→ **DATA SHOWN**:
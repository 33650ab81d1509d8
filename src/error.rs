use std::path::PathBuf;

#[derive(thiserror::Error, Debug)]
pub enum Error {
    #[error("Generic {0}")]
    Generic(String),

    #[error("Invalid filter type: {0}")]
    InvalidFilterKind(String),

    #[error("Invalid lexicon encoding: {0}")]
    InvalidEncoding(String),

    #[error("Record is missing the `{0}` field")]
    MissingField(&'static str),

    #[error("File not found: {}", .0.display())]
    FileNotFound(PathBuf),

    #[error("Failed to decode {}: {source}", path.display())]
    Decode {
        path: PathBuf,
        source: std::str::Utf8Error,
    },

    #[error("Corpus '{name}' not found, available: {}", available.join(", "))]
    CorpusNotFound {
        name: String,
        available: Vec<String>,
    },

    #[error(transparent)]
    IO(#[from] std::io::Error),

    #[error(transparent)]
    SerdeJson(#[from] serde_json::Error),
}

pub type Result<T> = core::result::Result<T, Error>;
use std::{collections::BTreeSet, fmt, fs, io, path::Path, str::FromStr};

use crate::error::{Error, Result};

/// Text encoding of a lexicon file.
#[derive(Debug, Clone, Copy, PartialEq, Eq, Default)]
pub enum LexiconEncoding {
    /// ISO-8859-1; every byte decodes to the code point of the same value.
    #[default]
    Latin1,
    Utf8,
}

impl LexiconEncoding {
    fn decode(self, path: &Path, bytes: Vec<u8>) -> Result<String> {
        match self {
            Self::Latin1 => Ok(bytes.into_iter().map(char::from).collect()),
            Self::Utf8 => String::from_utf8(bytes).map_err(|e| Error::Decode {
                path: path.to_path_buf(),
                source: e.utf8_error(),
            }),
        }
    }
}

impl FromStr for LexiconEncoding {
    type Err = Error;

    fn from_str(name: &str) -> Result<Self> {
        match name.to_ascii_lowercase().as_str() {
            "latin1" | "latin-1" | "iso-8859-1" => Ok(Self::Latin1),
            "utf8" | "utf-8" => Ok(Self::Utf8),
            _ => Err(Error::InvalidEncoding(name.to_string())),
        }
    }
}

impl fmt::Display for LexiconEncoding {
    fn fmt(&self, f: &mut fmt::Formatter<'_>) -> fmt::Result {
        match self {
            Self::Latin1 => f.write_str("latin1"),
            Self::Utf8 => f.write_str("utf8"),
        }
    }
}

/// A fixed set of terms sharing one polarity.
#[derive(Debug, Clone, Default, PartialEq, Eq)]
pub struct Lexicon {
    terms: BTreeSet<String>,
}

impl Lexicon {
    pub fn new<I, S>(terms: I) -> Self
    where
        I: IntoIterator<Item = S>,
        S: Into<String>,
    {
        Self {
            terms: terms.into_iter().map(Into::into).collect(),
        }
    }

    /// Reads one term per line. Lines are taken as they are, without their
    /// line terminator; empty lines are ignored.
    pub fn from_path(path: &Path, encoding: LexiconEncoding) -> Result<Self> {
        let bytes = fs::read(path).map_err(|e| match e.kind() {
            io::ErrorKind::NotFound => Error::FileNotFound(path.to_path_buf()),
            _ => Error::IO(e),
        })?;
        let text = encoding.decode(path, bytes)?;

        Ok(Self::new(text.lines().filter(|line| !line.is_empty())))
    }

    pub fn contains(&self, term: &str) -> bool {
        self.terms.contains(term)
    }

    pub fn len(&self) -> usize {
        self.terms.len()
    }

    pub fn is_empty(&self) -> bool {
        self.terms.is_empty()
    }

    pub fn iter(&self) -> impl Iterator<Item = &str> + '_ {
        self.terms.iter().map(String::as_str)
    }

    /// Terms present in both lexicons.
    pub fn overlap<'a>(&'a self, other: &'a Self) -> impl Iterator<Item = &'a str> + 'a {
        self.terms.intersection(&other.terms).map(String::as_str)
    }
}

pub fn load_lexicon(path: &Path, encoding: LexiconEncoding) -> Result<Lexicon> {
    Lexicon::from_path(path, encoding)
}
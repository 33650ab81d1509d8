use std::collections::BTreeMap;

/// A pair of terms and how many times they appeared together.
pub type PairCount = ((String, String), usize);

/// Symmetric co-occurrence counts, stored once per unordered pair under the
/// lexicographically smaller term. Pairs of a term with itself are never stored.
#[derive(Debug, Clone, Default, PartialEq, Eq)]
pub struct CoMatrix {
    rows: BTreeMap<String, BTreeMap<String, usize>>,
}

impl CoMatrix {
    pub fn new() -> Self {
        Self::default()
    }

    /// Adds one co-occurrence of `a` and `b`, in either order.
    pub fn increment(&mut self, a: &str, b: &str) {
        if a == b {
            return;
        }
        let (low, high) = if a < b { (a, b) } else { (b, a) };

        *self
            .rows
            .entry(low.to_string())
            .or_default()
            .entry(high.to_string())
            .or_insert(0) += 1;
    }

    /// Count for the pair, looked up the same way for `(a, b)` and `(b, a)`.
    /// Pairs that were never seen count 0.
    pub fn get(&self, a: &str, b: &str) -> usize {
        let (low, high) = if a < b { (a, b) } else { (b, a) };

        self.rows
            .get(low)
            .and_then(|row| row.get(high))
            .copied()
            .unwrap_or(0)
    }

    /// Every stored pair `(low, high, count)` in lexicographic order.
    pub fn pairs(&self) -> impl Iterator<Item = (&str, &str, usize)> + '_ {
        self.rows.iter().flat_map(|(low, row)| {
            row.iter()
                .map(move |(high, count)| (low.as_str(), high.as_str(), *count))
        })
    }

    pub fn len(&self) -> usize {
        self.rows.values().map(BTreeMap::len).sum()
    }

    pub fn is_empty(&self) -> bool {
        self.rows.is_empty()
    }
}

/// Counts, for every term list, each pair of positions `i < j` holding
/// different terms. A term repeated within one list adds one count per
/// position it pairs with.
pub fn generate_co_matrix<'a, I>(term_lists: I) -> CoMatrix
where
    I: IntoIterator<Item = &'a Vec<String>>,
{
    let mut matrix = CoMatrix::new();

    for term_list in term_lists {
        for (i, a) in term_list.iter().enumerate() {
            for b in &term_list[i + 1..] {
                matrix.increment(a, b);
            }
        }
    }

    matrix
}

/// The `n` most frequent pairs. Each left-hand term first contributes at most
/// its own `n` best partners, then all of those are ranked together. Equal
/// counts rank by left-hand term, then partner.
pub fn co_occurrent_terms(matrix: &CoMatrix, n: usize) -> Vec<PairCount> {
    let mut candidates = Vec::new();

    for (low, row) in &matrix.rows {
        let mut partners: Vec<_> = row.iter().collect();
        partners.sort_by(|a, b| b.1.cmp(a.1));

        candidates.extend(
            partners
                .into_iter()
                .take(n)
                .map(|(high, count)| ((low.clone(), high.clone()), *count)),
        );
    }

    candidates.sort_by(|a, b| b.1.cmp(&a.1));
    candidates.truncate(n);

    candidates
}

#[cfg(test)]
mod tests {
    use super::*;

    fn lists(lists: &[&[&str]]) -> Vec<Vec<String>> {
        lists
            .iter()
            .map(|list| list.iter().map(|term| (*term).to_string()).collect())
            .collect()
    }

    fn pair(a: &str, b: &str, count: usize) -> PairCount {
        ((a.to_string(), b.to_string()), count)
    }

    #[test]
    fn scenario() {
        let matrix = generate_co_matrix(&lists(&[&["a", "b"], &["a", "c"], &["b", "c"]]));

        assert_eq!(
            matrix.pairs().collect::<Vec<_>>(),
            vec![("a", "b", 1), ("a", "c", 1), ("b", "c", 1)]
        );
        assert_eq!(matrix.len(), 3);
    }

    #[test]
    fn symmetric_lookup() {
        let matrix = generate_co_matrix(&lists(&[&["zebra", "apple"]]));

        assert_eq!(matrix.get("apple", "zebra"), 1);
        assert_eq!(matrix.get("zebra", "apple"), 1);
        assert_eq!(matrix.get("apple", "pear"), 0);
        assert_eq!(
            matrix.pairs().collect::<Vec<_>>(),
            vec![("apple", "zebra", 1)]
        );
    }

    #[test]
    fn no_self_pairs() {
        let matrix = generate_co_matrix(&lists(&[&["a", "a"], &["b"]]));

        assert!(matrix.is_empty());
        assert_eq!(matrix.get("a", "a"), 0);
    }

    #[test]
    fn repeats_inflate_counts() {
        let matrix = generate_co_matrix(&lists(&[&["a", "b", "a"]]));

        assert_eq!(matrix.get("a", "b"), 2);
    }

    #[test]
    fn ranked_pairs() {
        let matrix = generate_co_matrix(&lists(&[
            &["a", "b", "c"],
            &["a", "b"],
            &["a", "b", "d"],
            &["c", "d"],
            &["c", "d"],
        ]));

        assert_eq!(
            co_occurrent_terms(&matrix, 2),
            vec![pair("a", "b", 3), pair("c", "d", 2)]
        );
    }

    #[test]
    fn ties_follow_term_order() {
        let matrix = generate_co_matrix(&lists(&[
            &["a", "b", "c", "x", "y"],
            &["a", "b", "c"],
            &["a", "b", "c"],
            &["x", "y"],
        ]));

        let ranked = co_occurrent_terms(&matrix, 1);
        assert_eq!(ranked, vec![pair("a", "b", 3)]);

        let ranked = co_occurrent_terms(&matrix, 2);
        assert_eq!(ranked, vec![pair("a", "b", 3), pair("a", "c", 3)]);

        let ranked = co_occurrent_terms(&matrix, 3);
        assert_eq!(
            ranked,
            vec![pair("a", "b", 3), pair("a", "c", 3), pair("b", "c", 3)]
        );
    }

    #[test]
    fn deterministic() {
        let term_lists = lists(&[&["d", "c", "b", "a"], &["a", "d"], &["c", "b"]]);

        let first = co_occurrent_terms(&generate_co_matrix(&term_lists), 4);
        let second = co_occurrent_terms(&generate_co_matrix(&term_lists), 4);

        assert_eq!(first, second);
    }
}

→ **TASK**: Look through the data above. Each line containing the word "match" needs to be copied.

→ **ANSWER BELOW**:
        match self {
        match name.to_ascii_lowercase().as_str() {
        match self {
        let bytes = fs::read(path).map_err(|e| match e.kind() {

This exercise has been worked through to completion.